-- THE DATA follows --
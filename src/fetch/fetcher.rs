//! Conditional download of the compressed snapshot.

use std::path::Path;

use tracing::{debug, info, instrument};

use super::client::HttpClient;
use super::error::FetchError;
use crate::cache::files::{PART_SUFFIX, remove_if_exists, with_suffix};

/// Streams a remote asset into the cache.
///
/// Bytes go to `<destination>.part` first and are renamed over
/// `destination` only after the whole body was received and synced, so a
/// failed or interrupted transfer never leaves a partial file at the trusted
/// path.
#[derive(Debug, Clone)]
pub struct AssetFetcher {
    client: HttpClient,
}

impl AssetFetcher {
    #[must_use]
    pub fn new(client: HttpClient) -> Self {
        Self { client }
    }

    /// Downloads `url` to a temp sibling of `destination`.
    ///
    /// Returns the temp path and the byte count. Callers commit with
    /// [`AssetFetcher::commit`] once any dependent state has been invalidated.
    ///
    /// # Errors
    ///
    /// Returns [`FetchError`] on network failure, non-success status or disk
    /// failure. The temp file is removed before returning an error.
    #[instrument(skip(self, destination), fields(url = %url, destination = %destination.display()))]
    pub async fn fetch_to_temp(
        &self,
        url: &str,
        destination: &Path,
    ) -> Result<(std::path::PathBuf, u64), FetchError> {
        let temp = with_suffix(destination, PART_SUFFIX);
        debug!(temp = %temp.display(), "streaming asset");

        match self.client.stream_to_path(url, &temp).await {
            Ok(bytes) => Ok((temp, bytes)),
            Err(error) => {
                debug!(temp = %temp.display(), "cleaning up partial file after error");
                let _ = remove_if_exists(&temp).await;
                Err(error)
            }
        }
    }

    /// Renames a completed temp file over `destination`.
    ///
    /// # Errors
    ///
    /// Returns [`FetchError::Io`] if the rename fails; the temp file is removed.
    pub async fn commit(&self, temp: &Path, destination: &Path) -> Result<(), FetchError> {
        if let Err(error) = tokio::fs::rename(temp, destination).await {
            let _ = remove_if_exists(temp).await;
            return Err(FetchError::io(destination, error));
        }
        Ok(())
    }

    /// Streams `url` to `destination` (temp file, sync, rename).
    ///
    /// # Errors
    ///
    /// Same as [`AssetFetcher::fetch_to_temp`] and [`AssetFetcher::commit`];
    /// `destination` is untouched on failure.
    pub async fn fetch(&self, url: &str, destination: &Path) -> Result<u64, FetchError> {
        let (temp, bytes) = self.fetch_to_temp(url, destination).await?;
        self.commit(&temp, destination).await?;
        info!(path = %destination.display(), bytes, "asset fetched");
        Ok(bytes)
    }
}

#[cfg(test)]
#[allow(clippy::unwrap_used)]
mod tests {
    use super::*;
    use crate::fetch::HttpTimeouts;
    use crate::test_support::socket_guard::start_mock_server_or_skip;
    use tempfile::TempDir;
    use wiremock::matchers::{method, path};
    use wiremock::{Mock, ResponseTemplate};

    fn fetcher() -> AssetFetcher {
        AssetFetcher::new(HttpClient::new(HttpTimeouts::default()).unwrap())
    }

    #[tokio::test]
    async fn test_fetch_writes_destination_and_no_part_file() {
        let Some(server) = start_mock_server_or_skip().await else {
            return;
        };
        Mock::given(method("GET"))
            .and(path("/AllPrintings.sqlite.bz2"))
            .respond_with(ResponseTemplate::new(200).set_body_bytes(b"BZh91AY".to_vec()))
            .mount(&server)
            .await;
        let cache = TempDir::new().unwrap();
        let destination = cache.path().join(".key");

        let url = format!("{}/AllPrintings.sqlite.bz2", server.uri());
        let bytes = fetcher().fetch(&url, &destination).await.unwrap();

        assert_eq!(bytes, 7);
        assert_eq!(std::fs::read(&destination).unwrap(), b"BZh91AY");
        assert!(!with_suffix(&destination, PART_SUFFIX).exists());
    }

    #[tokio::test]
    async fn test_fetch_failure_keeps_previous_asset_and_removes_part() {
        let Some(server) = start_mock_server_or_skip().await else {
            return;
        };
        Mock::given(method("GET"))
            .respond_with(ResponseTemplate::new(502))
            .mount(&server)
            .await;
        let cache = TempDir::new().unwrap();
        let destination = cache.path().join(".key");
        std::fs::write(&destination, b"previous").unwrap();

        let result = fetcher().fetch(&server.uri(), &destination).await;

        assert!(matches!(
            result,
            Err(FetchError::HttpStatus { status: 502, .. })
        ));
        assert_eq!(std::fs::read(&destination).unwrap(), b"previous");
        assert!(!with_suffix(&destination, PART_SUFFIX).exists());
    }

    #[tokio::test]
    async fn test_fetch_read_timeout_leaves_no_partial_file() {
        let Some(server) = start_mock_server_or_skip().await else {
            return;
        };
        Mock::given(method("GET"))
            .respond_with(
                ResponseTemplate::new(200)
                    .set_body_bytes(b"slow".to_vec())
                    .set_delay(std::time::Duration::from_secs(3)),
            )
            .mount(&server)
            .await;
        let client = HttpClient::new(HttpTimeouts {
            connect_secs: 1,
            read_secs: 1,
        })
        .unwrap();
        let cache = TempDir::new().unwrap();
        let destination = cache.path().join(".key");

        let result = AssetFetcher::new(client).fetch(&server.uri(), &destination).await;

        assert!(result.is_err(), "expected timeout, got {result:?}");
        assert!(!destination.exists());
        assert!(!with_suffix(&destination, PART_SUFFIX).exists());
    }
}
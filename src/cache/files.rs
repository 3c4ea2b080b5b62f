//! Small filesystem helpers shared by the cache, fetcher and decompressor.

use std::ffi::OsString;
use std::io;
use std::path::{Path, PathBuf};

use tokio::fs::{self, File};
use tokio::io::AsyncWriteExt;

/// Suffix for in-flight files that must never be trusted.
pub(crate) const PART_SUFFIX: &str = ".part";

/// Appends `suffix` to the final component of `path` (`a/.key` → `a/.key.out`).
#[must_use]
pub(crate) fn with_suffix(path: &Path, suffix: &str) -> PathBuf {
    let mut raw: OsString = path.as_os_str().to_owned();
    raw.push(suffix);
    PathBuf::from(raw)
}

/// Writes `contents` to `path` via a synced temp file and rename.
///
/// Readers observe either the previous file or the complete new one.
pub(crate) async fn write_atomic(path: &Path, contents: &[u8]) -> io::Result<()> {
    let temp = with_suffix(path, PART_SUFFIX);
    let result = async {
        let mut file = File::create(&temp).await?;
        file.write_all(contents).await?;
        file.sync_all().await?;
        drop(file);
        fs::rename(&temp, path).await
    }
    .await;

    if result.is_err() {
        let _ = fs::remove_file(&temp).await;
    }
    result
}

/// Removes `path`, treating "already absent" as success.
///
/// Returns whether a file was actually removed.
pub(crate) async fn remove_if_exists(path: &Path) -> io::Result<bool> {
    match fs::remove_file(path).await {
        Ok(()) => Ok(true),
        Err(error) if error.kind() == io::ErrorKind::NotFound => Ok(false),
        Err(error) => Err(error),
    }
}

/// Async existence probe that does not follow the error path for missing files.
pub(crate) async fn exists(path: &Path) -> io::Result<bool> {
    fs::try_exists(path).await
}
//! Subcommand handlers and their terminal output.

use std::io::{self, IsTerminal};
use std::sync::atomic::Ordering;

use anyhow::{Context, Result};
use tracing::info;
use twmtg_core::config::LoadedConfig;
use twmtg_core::{
    CardVerdict, LegalityCounts, Pipeline, RULESET_VERSION, RunReport, Settings, SnapshotMeta,
};

use crate::ProcessExit;
use crate::cli::{CardArgs, CountArgs, CountMetric};
use crate::progress;

pub(crate) async fn run_populate(
    pipeline: &Pipeline,
    quiet: bool,
    no_progress: bool,
) -> Result<ProcessExit> {
    let show = progress::should_show_progress(
        io::stderr().is_terminal(),
        quiet,
        no_progress,
        progress::is_dumb_terminal(),
    );
    let (handle, stop) = progress::spawn_progress_ui(show, pipeline.progress());

    let result = pipeline.run().await;

    stop.store(true, Ordering::SeqCst);
    if let Some(handle) = handle {
        let _ = handle.await;
    }

    let report = result.context("populate failed")?;
    if !quiet {
        println!("{}", render_report(&report));
    }
    Ok(ProcessExit::Success)
}

pub(crate) async fn run_count(pipeline: &Pipeline, args: &CountArgs) -> Result<ProcessExit> {
    let store = pipeline
        .open_store()
        .await
        .context("failed to prepare snapshot")?;
    let counts = store.counts().await.context("failed to count cards")?;
    store.database().clone().close().await;

    println!("{}", format_count(args.metric(), &counts));
    Ok(ProcessExit::Success)
}

pub(crate) async fn run_card(pipeline: &Pipeline, args: &CardArgs) -> Result<ProcessExit> {
    let store = pipeline
        .open_store()
        .await
        .context("failed to prepare snapshot")?;
    let verdicts = store
        .find_by_name(&args.name)
        .await
        .with_context(|| format!("lookup of '{}' failed", args.name))?;
    store.database().clone().close().await;

    if args.json {
        println!("{}", serde_json::to_string_pretty(&verdicts)?);
    } else if verdicts.is_empty() {
        println!("No card found matching '{}'", args.name);
    } else {
        let rendered: Vec<String> = verdicts.iter().map(render_card).collect();
        println!("{}", rendered.join("\n\n"));
    }

    if verdicts.is_empty() {
        info!(name = %args.name, "no matching card");
        return Ok(ProcessExit::NotFound);
    }
    Ok(ProcessExit::Success)
}

pub(crate) async fn run_meta(pipeline: &Pipeline) -> Result<ProcessExit> {
    let store = pipeline
        .open_store()
        .await
        .context("failed to prepare snapshot")?;
    let meta = store
        .snapshot_meta()
        .await
        .context("failed to read snapshot metadata")?;
    store.database().clone().close().await;

    println!("{}", render_meta(meta.as_ref()));
    Ok(ProcessExit::Success)
}

pub(crate) fn run_config(settings: &Settings, loaded: &LoadedConfig) -> ProcessExit {
    let source = match (&loaded.path, loaded.loaded_from_file()) {
        (Some(path), true) => format!("# loaded from {}", path.display()),
        (Some(path), false) => format!("# no config file at {} (defaults)", path.display()),
        (None, _) => "# no config location known (defaults)".to_string(),
    };
    println!("{source}\n{settings}");
    ProcessExit::Success
}

/// Formats `value` with `,` between thousands groups.
pub(crate) fn group_thousands(value: i64) -> String {
    let digits = value.unsigned_abs().to_string();
    let mut grouped = String::with_capacity(digits.len() + digits.len() / 3 + 1);
    for (index, ch) in digits.chars().enumerate() {
        if index > 0 && (digits.len() - index) % 3 == 0 {
            grouped.push(',');
        }
        grouped.push(ch);
    }
    if value < 0 {
        grouped.insert(0, '-');
    }
    grouped
}

pub(crate) fn format_count(metric: CountMetric, counts: &LegalityCounts) -> String {
    match metric {
        CountMetric::Legal => group_thousands(counts.legal),
        CountMetric::Illegal => group_thousands(counts.illegal),
        CountMetric::Total => group_thousands(counts.total()),
        CountMetric::IllegalPercentage => counts
            .illegal_percentage()
            .map_or_else(|| "n/a".to_string(), |pct| format!("{pct:.0}%")),
    }
}

pub(crate) fn render_card(verdict: &CardVerdict) -> String {
    let status = if verdict.legal { "LEGAL" } else { "ILLEGAL" };
    let mut out = format!(
        "{} - {status} ({} words)\n{}",
        verdict.name,
        verdict.word_count,
        verdict.text.replace("\\n", "\n")
    );
    if verdict.normalized_text != verdict.text {
        out.push_str(&format!("\ncounted: {}", verdict.normalized_text));
    }
    for printing in &verdict.printings {
        let set = printing.set_code.as_deref().unwrap_or("?");
        match &printing.tcgplayer_link {
            Some(link) => out.push_str(&format!("\n  {set}: {link}")),
            None => out.push_str(&format!("\n  {set}")),
        }
    }
    out
}

pub(crate) fn render_meta(meta: Option<&SnapshotMeta>) -> String {
    let snapshot = meta.map_or_else(
        || "mtgjson: unknown".to_string(),
        |meta| format!("mtgjson: {} ({})", meta.version, meta.date),
    );
    format!("ruleset: {RULESET_VERSION}\n{snapshot}")
}

pub(crate) fn render_report(report: &RunReport) -> String {
    format!(
        "snapshot: {}\nscanned {} cards: {} legal, {} illegal, {} without text",
        if report.fetched {
            "refreshed"
        } else {
            "up to date"
        },
        report.scanned,
        report.legal,
        report.illegal,
        report.skipped,
    )
}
-- THE DATA concluded --
→ TASK STATEMENT:
Please reproduce exactly the lines from the first one of the records above through the line containing "Callers commit with", both included, and nothing else.

→ TASK ANSWER:
filename src/fetch/fetcher.rs
//! Conditional download of the compressed snapshot.

use std::path::Path;

use tracing::{debug, info, instrument};

use super::client::HttpClient;
use super::error::FetchError;
use crate::cache::files::{PART_SUFFIX, remove_if_exists, with_suffix};

/// Streams a remote asset into the cache.
///
/// Bytes go to `<destination>.part` first and are renamed over
/// `destination` only after the whole body was received and synced, so a
/// failed or interrupted transfer never leaves a partial file at the trusted
/// path.
#[derive(Debug, Clone)]
pub struct AssetFetcher {
    client: HttpClient,
}

impl AssetFetcher {
    #[must_use]
    pub fn new(client: HttpClient) -> Self {
        Self { client }
    }

    /// Downloads `url` to a temp sibling of `destination`.
    ///
    /// Returns the temp path and the byte count. Callers commit with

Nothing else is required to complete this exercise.